** THE DATA follows **
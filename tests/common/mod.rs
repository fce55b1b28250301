// Copyright 2025 Lablup Inc. and Jeongkyu Shin
//
// Licensed under the Apache License, Version 2.0 (the "License");
// you may not use this file except in compliance with the License.
// You may obtain a copy of the License at
//
//     http://www.apache.org/licenses/LICENSE-2.0
//
// Unless required by applicable law or agreed to in writing, software
// distributed under the License is distributed on an "AS IS" BASIS,
// WITHOUT WARRANTIES OR CONDITIONS OF ANY KIND, either express or implied.
// See the License for the specific language governing permissions and
// limitations under the License.

//! Test doubles for driving the relay without a cluster or a terminal.

#![allow(dead_code)]

use std::collections::{HashMap, VecDeque};
use std::io;
use std::sync::atomic::{AtomicUsize, Ordering};
use std::sync::{Arc, Mutex};
use std::time::Duration;

use async_trait::async_trait;
use kexec::exec::{
    ChannelError, ChannelHandle, ExecChannel, ExecStatus, LocalStdio, Outbound, OutputStream,
    RelaySettings, ResizeEvents, TerminalController, TerminalError, TerminalSize, WritePolicy,
};
use tokio::sync::{mpsc, watch};

/// Settings for tests: no process-wide signal handlers and fast retries.
pub fn test_settings() -> RelaySettings {
    RelaySettings {
        update_timeout: Duration::from_millis(5),
        worker_join_timeout: Duration::from_millis(200),
        write_policy: WritePolicy {
            retry_limit: 8,
            backoff: Duration::ZERO,
        },
        handle_signals: false,
        ..RelaySettings::default()
    }
}

/// What a [`FakeChannel`] saw, shared with the test after the relay consumed it.
#[derive(Default)]
pub struct ChannelLog {
    pub updates: AtomicUsize,
    pub closes: AtomicUsize,
    pub stdin_attempts: AtomicUsize,
    pub stdin: Mutex<Vec<Vec<u8>>>,
    outbound: Mutex<Option<mpsc::Receiver<Outbound>>>,
}

impl ChannelLog {
    /// Requests queued through the channel handle so far.
    pub fn drain_outbound(&self) -> Vec<Outbound> {
        let mut requests = Vec::new();
        if let Some(rx) = self.outbound.lock().unwrap().as_mut() {
            while let Ok(request) = rx.try_recv() {
                requests.push(request);
            }
        }
        requests
    }

    pub fn closes(&self) -> usize {
        self.closes.load(Ordering::SeqCst)
    }

    /// Stdin writes tried, including refused ones.
    pub fn stdin_attempts(&self) -> usize {
        self.stdin_attempts.load(Ordering::SeqCst)
    }

    pub fn stdin_writes(&self) -> Vec<Vec<u8>> {
        self.stdin.lock().unwrap().clone()
    }
}

type UpdateHook = Box<dyn FnOnce() + Send>;

/// Scripted exec channel that stays open for a fixed number of updates.
pub struct FakeChannel {
    open_for: usize,
    updates: usize,
    closed: bool,
    stdout_script: HashMap<usize, Vec<u8>>,
    stderr_script: HashMap<usize, Vec<u8>>,
    update_error: Option<(usize, ChannelError)>,
    stdin_error: Option<ChannelError>,
    stdin_busy: usize,
    panic_on_update: Option<usize>,
    hooks: HashMap<usize, UpdateHook>,
    stdout: Vec<u8>,
    stderr: Vec<u8>,
    status: Option<ExecStatus>,
    tx: mpsc::Sender<Outbound>,
    open_tx: watch::Sender<bool>,
    open_rx: watch::Receiver<bool>,
    log: Arc<ChannelLog>,
}

impl FakeChannel {
    pub fn new(open_for: usize) -> Self {
        let (tx, rx) = mpsc::channel(64);
        let (open_tx, open_rx) = watch::channel(open_for > 0);
        let log = Arc::new(ChannelLog::default());
        *log.outbound.lock().unwrap() = Some(rx);

        Self {
            open_for,
            updates: 0,
            closed: open_for == 0,
            stdout_script: HashMap::new(),
            stderr_script: HashMap::new(),
            update_error: None,
            stdin_error: None,
            stdin_busy: 0,
            panic_on_update: None,
            hooks: HashMap::new(),
            stdout: Vec::new(),
            stderr: Vec::new(),
            status: None,
            tx,
            open_tx,
            open_rx,
            log,
        }
    }

    /// Deliver `data` on stdout during update number `index` (zero based).
    pub fn with_stdout(mut self, index: usize, data: &[u8]) -> Self {
        self.stdout_script.insert(index, data.to_vec());
        self
    }

    pub fn with_stderr(mut self, index: usize, data: &[u8]) -> Self {
        self.stderr_script.insert(index, data.to_vec());
        self
    }

    /// Fail update number `index` with `error`, after delivering its output.
    pub fn with_update_error(mut self, index: usize, error: ChannelError) -> Self {
        self.update_error = Some((index, error));
        self
    }

    /// Fail every stdin write with `error`.
    pub fn with_stdin_error(mut self, error: ChannelError) -> Self {
        self.stdin_error = Some(error);
        self
    }

    /// Refuse the first `count` stdin writes with would-block.
    pub fn with_stdin_would_block(mut self, count: usize) -> Self {
        self.stdin_busy = count;
        self
    }

    /// Run `hook` at the start of update number `index`.
    pub fn on_update(mut self, index: usize, hook: impl FnOnce() + Send + 'static) -> Self {
        self.hooks.insert(index, Box::new(hook));
        self
    }

    pub fn with_panic_on_update(mut self, index: usize) -> Self {
        self.panic_on_update = Some(index);
        self
    }

    pub fn with_status(mut self, payload: &[u8]) -> Self {
        self.status = Some(ExecStatus::parse(payload));
        self
    }

    pub fn log(&self) -> Arc<ChannelLog> {
        Arc::clone(&self.log)
    }

    fn mark_closed(&mut self) {
        self.closed = true;
        self.open_tx.send_replace(false);
    }
}

#[async_trait]
impl ExecChannel for FakeChannel {
    fn is_open(&self) -> bool {
        !self.closed
    }

    async fn update(&mut self, _timeout: Duration) -> Result<(), ChannelError> {
        tokio::task::yield_now().await;

        let index = self.updates;
        self.updates += 1;
        self.log.updates.fetch_add(1, Ordering::SeqCst);

        if let Some(hook) = self.hooks.remove(&index) {
            hook();
        }
        if self.panic_on_update == Some(index) {
            panic!("scripted panic in update {index}");
        }

        if let Some(data) = self.stdout_script.remove(&index) {
            self.stdout.extend_from_slice(&data);
        }
        if let Some(data) = self.stderr_script.remove(&index) {
            self.stderr.extend_from_slice(&data);
        }

        if matches!(&self.update_error, Some((at, _)) if *at == index) {
            if let Some((_, error)) = self.update_error.take() {
                self.mark_closed();
                return Err(error);
            }
        }

        if self.updates >= self.open_for {
            self.mark_closed();
        }
        Ok(())
    }

    fn take_stdout(&mut self) -> Option<Vec<u8>> {
        (!self.stdout.is_empty()).then(|| std::mem::take(&mut self.stdout))
    }

    fn take_stderr(&mut self) -> Option<Vec<u8>> {
        (!self.stderr.is_empty()).then(|| std::mem::take(&mut self.stderr))
    }

    async fn write_stdin(&mut self, data: &[u8]) -> Result<(), ChannelError> {
        self.log.stdin_attempts.fetch_add(1, Ordering::SeqCst);
        if self.stdin_busy > 0 {
            self.stdin_busy -= 1;
            return Err(ChannelError::WouldBlock);
        }
        if let Some(error) = self.stdin_error.take() {
            self.mark_closed();
            return Err(error);
        }
        self.log.stdin.lock().unwrap().push(data.to_vec());
        Ok(())
    }

    fn handle(&self) -> ChannelHandle {
        ChannelHandle::new(self.tx.clone(), self.open_rx.clone())
    }

    fn exit_status(&self) -> Option<&ExecStatus> {
        self.status.as_ref()
    }

    fn close(&mut self) {
        self.log.closes.fetch_add(1, Ordering::SeqCst);
        self.mark_closed();
    }
}

/// Calls made on a [`FakeTerminal`].
#[derive(Default)]
pub struct TerminalLog {
    pub raw_calls: AtomicUsize,
    pub restore_calls: AtomicUsize,
    pub size_calls: AtomicUsize,
    pub resize_event_calls: AtomicUsize,
}

impl TerminalLog {
    pub fn total_calls(&self) -> usize {
        self.raw_calls.load(Ordering::SeqCst)
            + self.restore_calls.load(Ordering::SeqCst)
            + self.size_calls.load(Ordering::SeqCst)
            + self.resize_event_calls.load(Ordering::SeqCst)
    }

    pub fn restores(&self) -> usize {
        self.restore_calls.load(Ordering::SeqCst)
    }
}

pub struct FakeTerminal {
    raw: bool,
    size: Option<TerminalSize>,
    fail_raw: bool,
    log: Arc<TerminalLog>,
}

impl FakeTerminal {
    pub fn new(size: Option<TerminalSize>) -> Self {
        Self {
            raw: false,
            size,
            fail_raw: false,
            log: Arc::new(TerminalLog::default()),
        }
    }

    pub fn failing_raw_mode() -> Self {
        Self {
            fail_raw: true,
            ..Self::new(None)
        }
    }

    pub fn log(&self) -> Arc<TerminalLog> {
        Arc::clone(&self.log)
    }
}

impl TerminalController for FakeTerminal {
    fn enter_raw_mode(&mut self) -> Result<(), TerminalError> {
        self.log.raw_calls.fetch_add(1, Ordering::SeqCst);
        if self.fail_raw {
            return Err(TerminalError::NotATerminal);
        }
        self.raw = true;
        Ok(())
    }

    fn restore(&mut self) -> Result<(), TerminalError> {
        self.log.restore_calls.fetch_add(1, Ordering::SeqCst);
        self.raw = false;
        Ok(())
    }

    fn is_raw(&self) -> bool {
        self.raw
    }

    fn size(&self) -> Option<TerminalSize> {
        self.log.size_calls.fetch_add(1, Ordering::SeqCst);
        self.size
    }

    fn resize_events(&self, _poll_interval: Duration) -> ResizeEvents {
        self.log.resize_event_calls.fetch_add(1, Ordering::SeqCst);
        ResizeEvents::disabled()
    }
}

/// Captured output and call counts of a [`FakeStdio`].
#[derive(Default)]
pub struct StdioLog {
    pub stdout: Mutex<Vec<u8>>,
    pub stderr: Mutex<Vec<u8>>,
    pub prepare_calls: AtomicUsize,
    pub restore_calls: AtomicUsize,
    pub write_attempts: AtomicUsize,
}

impl StdioLog {
    pub fn stdout(&self) -> Vec<u8> {
        self.stdout.lock().unwrap().clone()
    }

    pub fn stderr(&self) -> Vec<u8> {
        self.stderr.lock().unwrap().clone()
    }

    pub fn attempts(&self) -> usize {
        self.write_attempts.load(Ordering::SeqCst)
    }
}

pub struct FakeStdio {
    input: VecDeque<Vec<u8>>,
    eof_after_input: bool,
    block_writes: bool,
    log: Arc<StdioLog>,
}

impl FakeStdio {
    /// Stdin that never has data; output is captured.
    pub fn new() -> Self {
        Self {
            input: VecDeque::new(),
            eof_after_input: false,
            block_writes: false,
            log: Arc::new(StdioLog::default()),
        }
    }

    pub fn with_input(mut self, chunk: &[u8]) -> Self {
        self.input.push_back(chunk.to_vec());
        self
    }

    /// Report end of input once the scripted chunks are read.
    pub fn with_eof(mut self) -> Self {
        self.eof_after_input = true;
        self
    }

    /// Every output write reports would-block.
    pub fn blocking_writes(mut self) -> Self {
        self.block_writes = true;
        self
    }

    pub fn log(&self) -> Arc<StdioLog> {
        Arc::clone(&self.log)
    }
}

impl LocalStdio for FakeStdio {
    fn prepare(&mut self) -> io::Result<()> {
        self.log.prepare_calls.fetch_add(1, Ordering::SeqCst);
        Ok(())
    }

    fn restore(&mut self) -> io::Result<()> {
        self.log.restore_calls.fetch_add(1, Ordering::SeqCst);
        Ok(())
    }

    fn read_input(&mut self, buf: &mut [u8]) -> io::Result<usize> {
        match self.input.pop_front() {
            Some(chunk) => {
                let n = chunk.len().min(buf.len());
                buf[..n].copy_from_slice(&chunk[..n]);
                Ok(n)
            }
            None if self.eof_after_input => Ok(0),
            None => Err(io::ErrorKind::WouldBlock.into()),
        }
    }

    fn write_output(&mut self, stream: OutputStream, data: &[u8]) -> io::Result<usize> {
        self.log.write_attempts.fetch_add(1, Ordering::SeqCst);
        if self.block_writes {
            return Err(io::ErrorKind::WouldBlock.into());
        }
        let target = match stream {
            OutputStream::Stdout => &self.log.stdout,
            OutputStream::Stderr => &self.log.stderr,
        };
        target.lock().unwrap().extend_from_slice(data);
        Ok(data.len())
    }

    fn flush_output(&mut self, _stream: OutputStream) -> io::Result<()> {
        Ok(())
    }
}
** End of THE DATA **
**TASK TO COMPLETE**
Looking at the entries above, say how many lines contain the word "bool". Nothing but the number is needed.

**FINISHED EXERCISE**
9